La soupe, donnée à Cuddy d’une autre façon, aurait sans doute été un régal pour lui ; mais comme elle lui fut administrée par Jenny, elle l’aurait guéri pour le reste de ses jours de l’envie de se faire soldat, s’il eût en ce moment levé les yeux. Heureusement pour notre homme de guerre, qu’il avait pris l’alarme au premier cri de Jenny, et qu’il s’expliquait avec ses camarades, baissant la tête pour leur dire combien il était urgent de battre en retraite ; de sorte que le casque et le justaucorps de peau de buffle qui avaient appartenu à Bothwell protégèrent sa personne contre la plus grande partie du liquide brûlant. Mais il eut assez d’éclaboussures pour sauter au plus vite à bas de l’arbre par-dessus ses compagnons, au grand péril de ses membres.
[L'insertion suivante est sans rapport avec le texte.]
#[cfg(test)]
mod tests {
    use super::*;
    use crate::model::{SimilarityModel, TextModel};

    fn vector_for(model: &TextModel, word: &str) -> SparseVector {
        model.tokenize(word).remove(0)
    }

    #[test]
    fn test_identical_vectors_merge_into_one_node() {
        let model = TextModel::new();
        let mut tree = VectorTree::new();

        let first = tree.insert(vector_for(&model, "cat"), 1, &model);
        let second = tree.insert(vector_for(&model, "cat"), 2, &model);

        assert!(matches!(first, AddOutcome::Inserted(_)));
        let AddOutcome::Merged(id) = second else {
            panic!("expected a merge");
        };

        assert_eq!(tree.len(), 1);
        let ids = tree.node(id).doc_ids();
        assert!(ids.contains(&1) && ids.contains(&2));
    }

    #[test]
    fn test_fold_and_sibling_routing() {
        let model = TextModel::new();
        let mut tree = VectorTree::new();

        // score(cat, bat) is between the thresholds; score(cat, xyz) is
        // below the fold angle.
        tree.insert(vector_for(&model, "cat"), 1, &model);
        tree.insert(vector_for(&model, "bat"), 2, &model);
        tree.insert(vector_for(&model, "xyz"), 3, &model);

        let root = tree.node(tree.root().unwrap());
        let left = tree.node(root.left().expect("bat under root.left"));
        let right = tree.node(root.right().expect("xyz under root.right"));

        assert!(left.doc_ids().contains(&2));
        assert!(right.doc_ids().contains(&3));
    }

    #[test]
    fn test_merge_does_not_replace_representative() {
        let model = TextModel::with_angles(0.9, 0.5).unwrap();
        let mut tree = VectorTree::new();

        tree.insert(vector_for(&model, "stone"), 1, &model);
        // "tones" is an anagram: identical bag of characters.
        tree.insert(vector_for(&model, "tones"), 2, &model);

        assert_eq!(tree.len(), 1);
        let root = tree.node(tree.root().unwrap());
        assert_eq!(root.vector().label(), Some("stone"));
    }

    #[test]
    fn test_weight_counts_node_plus_left_subtree() {
        let model = TextModel::new();
        let mut tree = VectorTree::new();

        tree.insert(vector_for(&model, "cat"), 1, &model);
        tree.insert(vector_for(&model, "bat"), 2, &model); // cat.left
        tree.insert(vector_for(&model, "rat"), 3, &model); // under the fold chain
        tree.insert(vector_for(&model, "xyz"), 4, &model); // cat.right

        let root = tree.node(tree.root().unwrap());
        // root's block plus its three-deep... the fold chain holds bat and
        // rat, so three blocks separate root from its right child.
        assert_eq!(root.weight(), 3);
        assert_eq!(tree.node(root.right().unwrap()).weight(), 1);
    }

    #[test]
    fn test_preorder_visits_node_left_right() {
        let model = TextModel::new();
        let mut tree = VectorTree::new();

        tree.insert(vector_for(&model, "cat"), 1, &model);
        tree.insert(vector_for(&model, "bat"), 2, &model);
        tree.insert(vector_for(&model, "xyz"), 3, &model);

        let labels: Vec<_> = tree
            .preorder()
            .map(|id| tree.node(id).vector().label().unwrap().to_string())
            .collect();

        assert_eq!(labels, vec!["cat", "bat", "xyz"]);
    }

    #[test]
    fn test_closest_match_finds_identical() {
        let model = TextModel::new();
        let mut tree = VectorTree::new();

        tree.insert(vector_for(&model, "cat"), 1, &model);
        tree.insert(vector_for(&model, "bat"), 2, &model);
        tree.insert(vector_for(&model, "xyz"), 3, &model);

        let hit = tree
            .closest_match(&vector_for(&model, "bat"), &model)
            .unwrap();
        assert!(hit.score >= model.identical_angle());
        assert!(tree.hit_doc_ids(&hit).contains(&2));
    }

    #[test]
    fn test_from_preorder_round_trip() {
        let model = TextModel::new();
        let mut tree = VectorTree::new();

        for (doc_id, word) in ["cat", "bat", "rat", "xyz", "pqw", "cab"].iter().enumerate() {
            tree.insert(vector_for(&model, word), doc_id as u64, &model);
        }

        let blocks: Vec<_> = tree
            .preorder()
            .map(|id| {
                let node = tree.node(id);
                (
                    VectorNode::from_disk(node.vector().clone(), vec![], node.weight()),
                    node.terminator(),
                )
            })
            .collect();

        let rebuilt = VectorTree::from_preorder(blocks).unwrap();
        assert_eq!(rebuilt.len(), tree.len());

        let original: Vec<_> = tree
            .preorder()
            .map(|id| {
                let n = tree.node(id);
                (n.vector().clone(), n.terminator(), n.weight())
            })
            .collect();
        let restored: Vec<_> = rebuilt
            .preorder()
            .map(|id| {
                let n = rebuilt.node(id);
                (n.vector().clone(), n.terminator(), n.weight())
            })
            .collect();
        assert_eq!(original, restored);
    }

    #[test]
    fn test_from_preorder_rejects_truncated_stream() {
        let model = TextModel::new();
        let node = VectorNode::from_disk(vector_for(&model, "cat"), vec![], 1);

        let result = VectorTree::from_preorder(vec![(node, TERMINATOR_LEFT_ONLY)]);
        assert!(matches!(result, Err(CanopyError::Corrupt(_))));
    }
}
Puis, sans écouter ni raison, ni prières, ni menaces, il prit le chemin le plus court pour rejoindre le gros de l’armée, sans vouloir recommencer l’attaque.

Quant à Jenny, après avoir ainsi jeté sur le corps d’un de ses admirateurs les alimens que ses blanches mains préparaient pour l’estomac de l’autre, elle continua ses cris d’alarme, en mentionnant tour à tour les crimes appelés par les légistes les quatre plaids de la couronne  ; à savoir : le meurtre, le feu, le viol et le vol.

Ces horribles clameurs donnèrent si bien l’alarme et excitèrent une telle confusion, que le major Bellenden et lord Evandale, craignant quelque surprise sur un autre point, jugèrent à propos de se borner à la défense de l’intérieur du château, et y rentrèrent avec leurs soldats, abandonnant aux insurgés tous les travaux extérieurs.

Leur retraite ne fut pas inquiétée, car la terreur panique de Cuddy et de ses compagnons avait produit parmi les assiégeans à peu près les mêmes effets que les cris de Jenny parmi les assiégés.

Il ne fut question d’un côté ni de l’autre de renouveler le combat ce jour-là : les insurgés avaient beaucoup souffert, et d’après la résistance qu’ils avaient éprouvée en emportant les barricades, ils avaient peu d’espérance de prendre la place d’assaut. D’une autre part, la situation des assiégés n’était pas rassurante. Ils avaient perdu deux ou trois hommes dans le combat, et plusieurs autres avaient été blessés. L’ennemi avait fait, il est vrai, une perte infiniment plus considérable, ayant eu vingt hommes tués. Mais cette perte était bien moins sensible pour une armée plus nombreuse, tandis que l’acharnement qu’avaient montré les whigs dans cette attaque prouvait évidemment que leurs chefs avaient résolu de s’emparer de la place, et qu’ils étaient bien secondés par le zèle de leurs soldats. Mais ce qu’on avait le plus à craindre dans le château était la famine, dans le cas où l’ennemi aurait recours à un blocus pour le réduire. Le major n’avait pas réussi à y faire entrer autant de provisions qu’il l’aurait désiré, et la plus active surveillance ne pouvait empêcher les dragons d’en gaspiller une partie tous les jours : ce fut donc en faisant des réflexions assez tristes qu’il donna ordre de clore la croisée par où Cuddy avait failli de surprendre le château ; et ou en fit autant à l’égard de toutes celles qui auraient pu donner la moindre facilité pour une semblable tentative.